Two students from Richard Montgomery High School, Rockville, and science teacher Kevin Martz spent a week this summer at the National Radio Astronomy Observatory in Green Bank, W. Va.
Alex Addams and Robby Siu, along with Martz, spent the week of July 8-14 at the observatory for training so that in the coming school year they will join an international team of astronomers in searching for new astronomical objects called pulsars a press release from the observatory said.
The students will gain access to data collected by the gigantic Robert C. Byrd Green Bank Telescope.
“They are trained to analyze plots that show repeating signals, they learn to recognize something that comes from space,” Sarah Scoles, public education specialist at the National Radio Astronomy Observatory said. “We thought high school and middle school students would be capable of finding pulsars and we find they can.”

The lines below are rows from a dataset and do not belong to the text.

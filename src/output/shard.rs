//! Shard writing
//!
//! A shard writer runs the per-record transform over every input record and
//! persists the rows as one or more CSV shards under a destination prefix.

use super::writer::{encode_rows, CsvWriterConfig};
use crate::error::{Error, Result};
use crate::flatten::{FlatRow, RecordTransform};
use crate::schema::InputRecord;
use crate::types::RunStage;
use async_trait::async_trait;
use bytes::Bytes;
use object_store::path::Path as ObjectPath;
use object_store::ObjectStore;
use std::sync::Arc;
use tokio::sync::Semaphore;
use tokio::task::JoinSet;
use tracing::debug;

/// Default number of input records per shard
pub const DEFAULT_RECORDS_PER_SHARD: usize = 100_000;

/// Marker object written after every shard is durable
pub const SUCCESS_MARKER: &str = "_SUCCESS";

/// Execution resources for one run, handed to the shard writer per call
///
/// Nothing here outlives the call: worker tasks are spawned into a set
/// owned by `write_shards` and aborted if it returns early.
#[derive(Debug, Clone)]
pub struct ExecutionContext {
    store: Arc<dyn ObjectStore>,
    run_id: String,
    max_workers: usize,
    records_per_shard: usize,
    csv: CsvWriterConfig,
}

impl ExecutionContext {
    /// Create a context with default limits
    pub fn new(store: Arc<dyn ObjectStore>, run_id: impl Into<String>) -> Self {
        Self {
            store,
            run_id: run_id.into(),
            max_workers: default_workers(),
            records_per_shard: DEFAULT_RECORDS_PER_SHARD,
            csv: CsvWriterConfig::default(),
        }
    }

    /// Set the maximum number of concurrent shard workers
    #[must_use]
    pub fn with_max_workers(mut self, workers: usize) -> Self {
        self.max_workers = workers.max(1);
        self
    }

    /// Set how many input records go into each shard
    #[must_use]
    pub fn with_records_per_shard(mut self, records: usize) -> Self {
        self.records_per_shard = records.max(1);
        self
    }

    /// Set CSV encoding options
    #[must_use]
    pub fn with_csv(mut self, csv: CsvWriterConfig) -> Self {
        self.csv = csv;
        self
    }

    pub fn store(&self) -> &Arc<dyn ObjectStore> {
        &self.store
    }

    pub fn run_id(&self) -> &str {
        &self.run_id
    }

    pub fn max_workers(&self) -> usize {
        self.max_workers
    }

    pub fn records_per_shard(&self) -> usize {
        self.records_per_shard
    }
}

fn default_workers() -> usize {
    std::thread::available_parallelism().map_or(4, std::num::NonZeroUsize::get)
}

/// One shard that is durably stored
#[derive(Debug, Clone, PartialEq, Eq)]
pub struct WrittenShard {
    /// Full key of the shard object
    pub key: ObjectPath,
    /// Data rows in the shard (header excluded)
    pub rows: usize,
}

/// Applies a transform to all records and persists the resulting shards
///
/// Contract: every record passes through `transform` exactly once, all rows
/// are durably stored under `destination` before the call returns, and the
/// returned keys are visible to a subsequent list of `destination`.
#[async_trait]
pub trait ShardWriter: Send + Sync {
    async fn write_shards(
        &self,
        ctx: &ExecutionContext,
        records: Vec<InputRecord>,
        transform: Arc<dyn RecordTransform>,
        destination: &ObjectPath,
    ) -> Result<Vec<WrittenShard>>;
}

/// Shard writer that encodes on blocking workers and puts to an object store
///
/// Shards are named `part-{index:05}-{run_id}.csv`. At least one shard is
/// always written, so an input without rows still produces a header.
#[derive(Debug, Clone, Default)]
pub struct ObjectStoreShardWriter {
    skip_success_marker: bool,
}

impl ObjectStoreShardWriter {
    pub fn new() -> Self {
        Self::default()
    }

    /// Do not write the `_SUCCESS` marker
    #[must_use]
    pub fn without_success_marker(mut self) -> Self {
        self.skip_success_marker = true;
        self
    }
}

#[async_trait]
impl ShardWriter for ObjectStoreShardWriter {
    async fn write_shards(
        &self,
        ctx: &ExecutionContext,
        records: Vec<InputRecord>,
        transform: Arc<dyn RecordTransform>,
        destination: &ObjectPath,
    ) -> Result<Vec<WrittenShard>> {
        let chunks = chunk_records(records, ctx.records_per_shard);
        debug!(
            "Writing {} shard(s) with up to {} worker(s)",
            chunks.len(),
            ctx.max_workers
        );

        let permits = Arc::new(Semaphore::new(ctx.max_workers));
        let mut workers = JoinSet::new();

        for (index, chunk) in chunks.into_iter().enumerate() {
            let permits = permits.clone();
            let transform = transform.clone();
            let store = ctx.store.clone();
            let csv = ctx.csv.clone();
            let key = shard_key(destination, index, &ctx.run_id);

            workers.spawn(async move {
                let _permit = permits
                    .acquire_owned()
                    .await
                    .map_err(|e| Error::output(format!("Worker pool closed: {e}")))?;

                let (body, rows) =
                    tokio::task::spawn_blocking(move || encode_chunk(transform.as_ref(), &chunk, &csv))
                        .await
                        .map_err(|e| Error::output(format!("Shard encoder panicked: {e}")))?
                        .map_err(|e| e.at_stage(RunStage::Transforming))?;

                store
                    .put(&key, body.into())
                    .await
                    .map_err(|e| Error::storage("put", key.as_ref(), e))?;

                debug!("Wrote shard {key} with {rows} row(s)");
                Ok::<_, Error>(WrittenShard { key, rows })
            });
        }

        let mut shards = Vec::new();
        while let Some(joined) = workers.join_next().await {
            let shard = joined.map_err(|e| Error::output(format!("Shard task failed: {e}")))??;
            shards.push(shard);
        }

        if !self.skip_success_marker {
            let marker = ObjectPath::from(crate::storage::join_key(destination.as_ref(), SUCCESS_MARKER));
            ctx.store
                .put(&marker, Bytes::new().into())
                .await
                .map_err(|e| Error::storage("put", marker.as_ref(), e))?;
        }

        shards.sort_by(|a, b| a.key.cmp(&b.key));
        Ok(shards)
    }
}

fn shard_key(destination: &ObjectPath, index: usize, run_id: &str) -> ObjectPath {
    ObjectPath::from(crate::storage::join_key(
        destination.as_ref(),
        &format!("part-{index:05}-{run_id}.csv"),
    ))
}

/// Split records into shard-sized chunks, always at least one
fn chunk_records(records: Vec<InputRecord>, size: usize) -> Vec<Vec<InputRecord>> {
    if records.is_empty() {
        return vec![Vec::new()];
    }

    let mut chunks = Vec::with_capacity(records.len().div_ceil(size));
    let mut remaining = records.into_iter().peekable();
    while remaining.peek().is_some() {
        chunks.push(remaining.by_ref().take(size).collect());
    }
    chunks
}

fn encode_chunk(
    transform: &dyn RecordTransform,
    chunk: &[InputRecord],
    csv: &CsvWriterConfig,
) -> Result<(Bytes, usize)> {
    let mut rows: Vec<FlatRow> = Vec::new();
    for record in chunk {
        transform.check(record)?;
        rows.extend(transform.apply(record));
    }
    let body = encode_rows(&transform.output_schema(), &rows, csv)?;
    Ok((body, rows.len()))
}

#[cfg(test)]
pub(crate) fn chunk_sizes(records: Vec<InputRecord>, size: usize) -> Vec<usize> {
    chunk_records(records, size).iter().map(Vec::len).collect()
}
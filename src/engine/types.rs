//! Engine types
//!
//! Run naming and the report produced by a finished run.

use crate::storage::StorageLocation;
use crate::types::RunStage;
use chrono::{DateTime, Utc};
use object_store::path::Path as ObjectPath;
use serde::Serialize;

/// Format of run identifiers, second resolution in UTC
pub const RUN_ID_FORMAT: &str = "%Y%m%d_%H%M%S";

/// Names derived for one run
///
/// The transient prefix is private to the run, so two runs with distinct
/// ids never touch each other's shards.
#[derive(Debug, Clone, PartialEq, Eq)]
pub struct Run {
    /// Run identifier, e.g. `20240501_120000`
    pub run_id: String,
    /// Prefix holding this run's shards until consolidation
    pub transient_prefix: ObjectPath,
    /// Key of the consolidated output object
    pub final_key: ObjectPath,
}

impl Run {
    /// Name a run started at `started` under `output`
    pub fn at(started: DateTime<Utc>, output: &StorageLocation) -> Self {
        Self::named(started.format(RUN_ID_FORMAT).to_string(), output)
    }

    /// Name a run with an explicit identifier
    pub fn named(run_id: impl Into<String>, output: &StorageLocation) -> Self {
        let run_id = run_id.into();
        Self {
            transient_prefix: output.child(&format!("output_tmp_{run_id}")),
            final_key: output.child(&format!("output_{run_id}.csv")),
            run_id,
        }
    }
}

/// Summary of a completed run
#[derive(Debug, Clone, PartialEq, Eq, Serialize)]
pub struct RunReport {
    /// Run identifier
    pub run_id: String,
    /// Last stage reached
    pub stage: RunStage,
    /// URL of the consolidated object, if one was written
    pub final_location: Option<String>,
    /// Input objects read
    pub objects_read: usize,
    /// Validated input records
    pub records_read: usize,
    /// Flat rows written across all shards
    pub rows_written: usize,
    /// Shards written before consolidation
    pub shards: usize,
    /// Transient objects that cleanup could not remove
    pub leftover: Vec<String>,
    /// Wall-clock duration in milliseconds
    pub duration_ms: u64,
}

impl RunReport {
    /// Whether the transient prefix was left empty
    pub fn is_clean(&self) -> bool {
        self.leftover.is_empty()
    }
}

Scoles said there is so much data that they need a lot of people to process it which is why they started the summer training program.

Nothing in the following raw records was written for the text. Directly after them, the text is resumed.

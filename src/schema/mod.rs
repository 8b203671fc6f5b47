//! Schema definition module
//!
//! Declares the shape of valid input events and validates raw JSON against it.
//!
//! # Features
//!
//! - **Fixed Schema**: The order event shape, expressed as an Arrow schema
//! - **Strict Validation**: No silent casts across incompatible JSON types
//! - **Positional Records**: Validated values line up with schema fields

mod order;
mod types;
mod validate;

pub use order::{order_event_schema, CUSTOMER_FIELD, PRODUCTS_FIELD};
pub use types::{json_type_name, type_name, FieldValue, InputRecord};
pub use validate::{validate, RecordValidator};

#[cfg(test)]
mod tests;
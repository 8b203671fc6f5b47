// Allow common clippy pedantic lints
#![allow(clippy::must_use_candidate)]
#![allow(clippy::needless_pass_by_value)]

//! orderlog-flatten CLI
//!
//! Command-line interface for flattening order logs

use clap::Parser;
use orderlog_flatten::cli::{Cli, Runner};

#[tokio::main]
async fn main() {
    let cli = Cli::parse();
    let level: tracing::Level = cli.effective_log_level().into();

    // Initialize logging
    tracing_subscriber::fmt()
        .with_env_filter(tracing_subscriber::EnvFilter::from_default_env().add_directive(level.into()))
        .with_writer(std::io::stderr)
        .init();

    let runner = Runner::new(cli);

    if let Err(e) = runner.run().await {
        match e.stage() {
            Some(stage) => eprintln!("Error in stage {stage}: {e}"),
            None => eprintln!("Error: {e}"),
        }
        std::process::exit(1);
    }
}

Pulsars, she said, are a relatively new discovery and astronomers just want to know where they are.
“It’s one of the few untested theories of Einstein's general relativity,” she said.
During the school year, teams of students will analyze data, post their results, and share information through an online collaboration site. All participants will present their results at an annual scientific seminar at West Virginia University in the spring of 2013.

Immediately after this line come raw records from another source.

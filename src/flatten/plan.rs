//! Schema-derived flattening plans
//!
//! The plan is computed once from the schema, so applying it to a record
//! makes no decisions beyond copying values into place.

use super::types::{FlatRow, RecordTransform};
use crate::error::{Error, Result};
use crate::schema::{order_event_schema, FieldValue, InputRecord, PRODUCTS_FIELD};
use arrow::datatypes::{DataType, Field, FieldRef, Schema, SchemaRef};
use std::collections::HashSet;
use std::iter;
use std::sync::Arc;

/// Pre-computed mapping from a nested schema to flat columns
///
/// Output columns are, in order: top-level scalar fields, the children of
/// each top-level struct, then the children of the exploded list's element
/// struct.
#[derive(Debug, Clone)]
pub struct FlattenPlan {
    input_schema: SchemaRef,
    output_schema: SchemaRef,
    /// Positions of top-level scalar fields
    scalar_fields: Vec<usize>,
    /// Positions and widths of top-level struct fields
    struct_fields: Vec<(usize, usize)>,
    /// Position of the exploded list field
    explode_field: usize,
    /// Number of columns contributed by each list element
    element_width: usize,
}

impl FlattenPlan {
    /// Build a plan that explodes `explode_field` into one row per element
    pub fn new(input_schema: SchemaRef, explode_field: &str) -> Result<Self> {
        let mut scalar_columns: Vec<FieldRef> = Vec::new();
        let mut struct_columns: Vec<FieldRef> = Vec::new();
        let mut scalar_fields = Vec::new();
        let mut struct_fields = Vec::new();
        let mut explode = None;

        for (index, field) in input_schema.fields().iter().enumerate() {
            match field.data_type() {
                DataType::List(item) if field.name() == explode_field => {
                    let DataType::Struct(children) = item.data_type() else {
                        return Err(Error::invalid_schema(format!(
                            "exploded field '{explode_field}' must be a list of structs"
                        )));
                    };
                    ensure_scalar_children(field, children.iter())?;
                    explode = Some((index, children.iter().cloned().collect::<Vec<_>>()));
                }
                DataType::List(_) => {
                    return Err(Error::invalid_schema(format!(
                        "list field '{}' cannot be flattened, only '{explode_field}' is exploded",
                        field.name()
                    )));
                }
                DataType::Struct(children) => {
                    ensure_scalar_children(field, children.iter())?;
                    struct_fields.push((index, children.len()));
                    struct_columns.extend(children.iter().map(as_nullable));
                }
                _ => {
                    scalar_fields.push(index);
                    scalar_columns.push(field.clone());
                }
            }
        }

        let Some((explode_field_index, element_columns)) = explode else {
            return Err(Error::invalid_schema(format!(
                "schema has no list field named '{explode_field}'"
            )));
        };

        let element_width = element_columns.len();
        let columns: Vec<FieldRef> = scalar_columns
            .into_iter()
            .chain(struct_columns)
            .chain(element_columns.iter().map(as_nullable))
            .collect();

        let mut seen = HashSet::new();
        for column in &columns {
            if !seen.insert(column.name().as_str()) {
                return Err(Error::invalid_schema(format!(
                    "flattened column '{}' appears more than once",
                    column.name()
                )));
            }
        }

        Ok(Self {
            input_schema,
            output_schema: Arc::new(Schema::new(columns)),
            scalar_fields,
            struct_fields,
            explode_field: explode_field_index,
            element_width,
        })
    }

    /// Plan for the built-in order event schema, exploding `products`
    pub fn for_orders() -> Result<Self> {
        Self::new(order_event_schema(), PRODUCTS_FIELD)
    }

    /// Schema of the nested input records
    pub fn input_schema(&self) -> &SchemaRef {
        &self.input_schema
    }

    /// Schema of the flat output rows
    pub fn output_schema(&self) -> &SchemaRef {
        &self.output_schema
    }

    /// Check whether a record was validated against this plan's input schema
    pub fn accepts(&self, record: &InputRecord) -> bool {
        Arc::ptr_eq(record.schema(), &self.input_schema)
            || record.schema().fields() == self.input_schema.fields()
    }

    /// Flatten one record
    ///
    /// Emits one row per element of the exploded list, in list order. An
    /// empty or null list emits nothing. A null element yields a row whose
    /// element columns are all null. A record the plan does not accept
    /// (see [`FlattenPlan::accepts`]) emits nothing.
    pub fn apply(&self, record: &InputRecord) -> Vec<FlatRow> {
        if !self.accepts(record) {
            return Vec::new();
        }
        let Some(FieldValue::List(elements)) = record.value(self.explode_field) else {
            return Vec::new();
        };
        if elements.is_empty() {
            return Vec::new();
        }

        let width = self.output_schema.fields().len();
        let mut prefix = Vec::with_capacity(width);

        prefix.extend(
            self.scalar_fields
                .iter()
                .map(|&i| record.value(i).cloned().unwrap_or(FieldValue::Null)),
        );
        for &(index, struct_width) in &self.struct_fields {
            match record.value(index) {
                Some(FieldValue::Struct(children)) => prefix.extend(children.iter().cloned()),
                _ => prefix.extend(iter::repeat(FieldValue::Null).take(struct_width)),
            }
        }

        elements
            .iter()
            .map(|element| {
                let mut row = Vec::with_capacity(width);
                row.extend(prefix.iter().cloned());
                match element {
                    FieldValue::Struct(children) => row.extend(children.iter().cloned()),
                    _ => row.extend(iter::repeat(FieldValue::Null).take(self.element_width)),
                }
                FlatRow::new(self.output_schema.clone(), row)
            })
            .collect()
    }
}

impl RecordTransform for FlattenPlan {
    fn output_schema(&self) -> SchemaRef {
        self.output_schema.clone()
    }

    fn check(&self, record: &InputRecord) -> Result<()> {
        if self.accepts(record) {
            Ok(())
        } else {
            Err(Error::invalid_schema(
                "record was validated against a different schema than the flatten plan",
            ))
        }
    }

    fn apply(&self, record: &InputRecord) -> Vec<FlatRow> {
        FlattenPlan::apply(self, record)
    }
}

fn ensure_scalar_children<'a>(
    parent: &Field,
    children: impl Iterator<Item = &'a FieldRef>,
) -> Result<()> {
    for child in children {
        if matches!(child.data_type(), DataType::Struct(_) | DataType::List(_)) {
            return Err(Error::invalid_schema(format!(
                "field '{}.{}' is nested more than one level deep",
                parent.name(),
                child.name()
            )));
        }
    }
    Ok(())
}

/// Flattened children are nullable, since their parent may be absent
fn as_nullable(field: &FieldRef) -> FieldRef {
    if field.is_nullable() {
        field.clone()
    } else {
        Arc::new(field.as_ref().clone().with_nullable(true))
    }
}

Pulsars, according to the press release, are a kind of spinning neutron star, the corpses of massive stars that have exploded as supernovae. While these stars were once larger than the sun, their pulsar counterparts are only as large as a city but are very dense. A tablespoon of material from a pulsar would weigh 10 million tons. Scientists can learn valuable new information about the physics of subatomic particles, electromagnetism, and general relativity by observing pulsars and the changes they undergo over time.
They are best seen from Earth by their radio waves, Scoles said. As a pulsar spins, lighthouse-like beams of radio waves stream from the poles of its powerful magnetic field, sweeping through space. When one of these beams sweeps across the earth, radio telescopes, like the GBT, can capture its pulse.
“The students in this program are full participants in frontier astronomical research,” Scoles said in the press release. “They are analyzing data which has not yet been viewed by any professional astronomer. They are assisting professional astronomers from around the world by measuring changes in pulsars already known and discovering new pulsars.”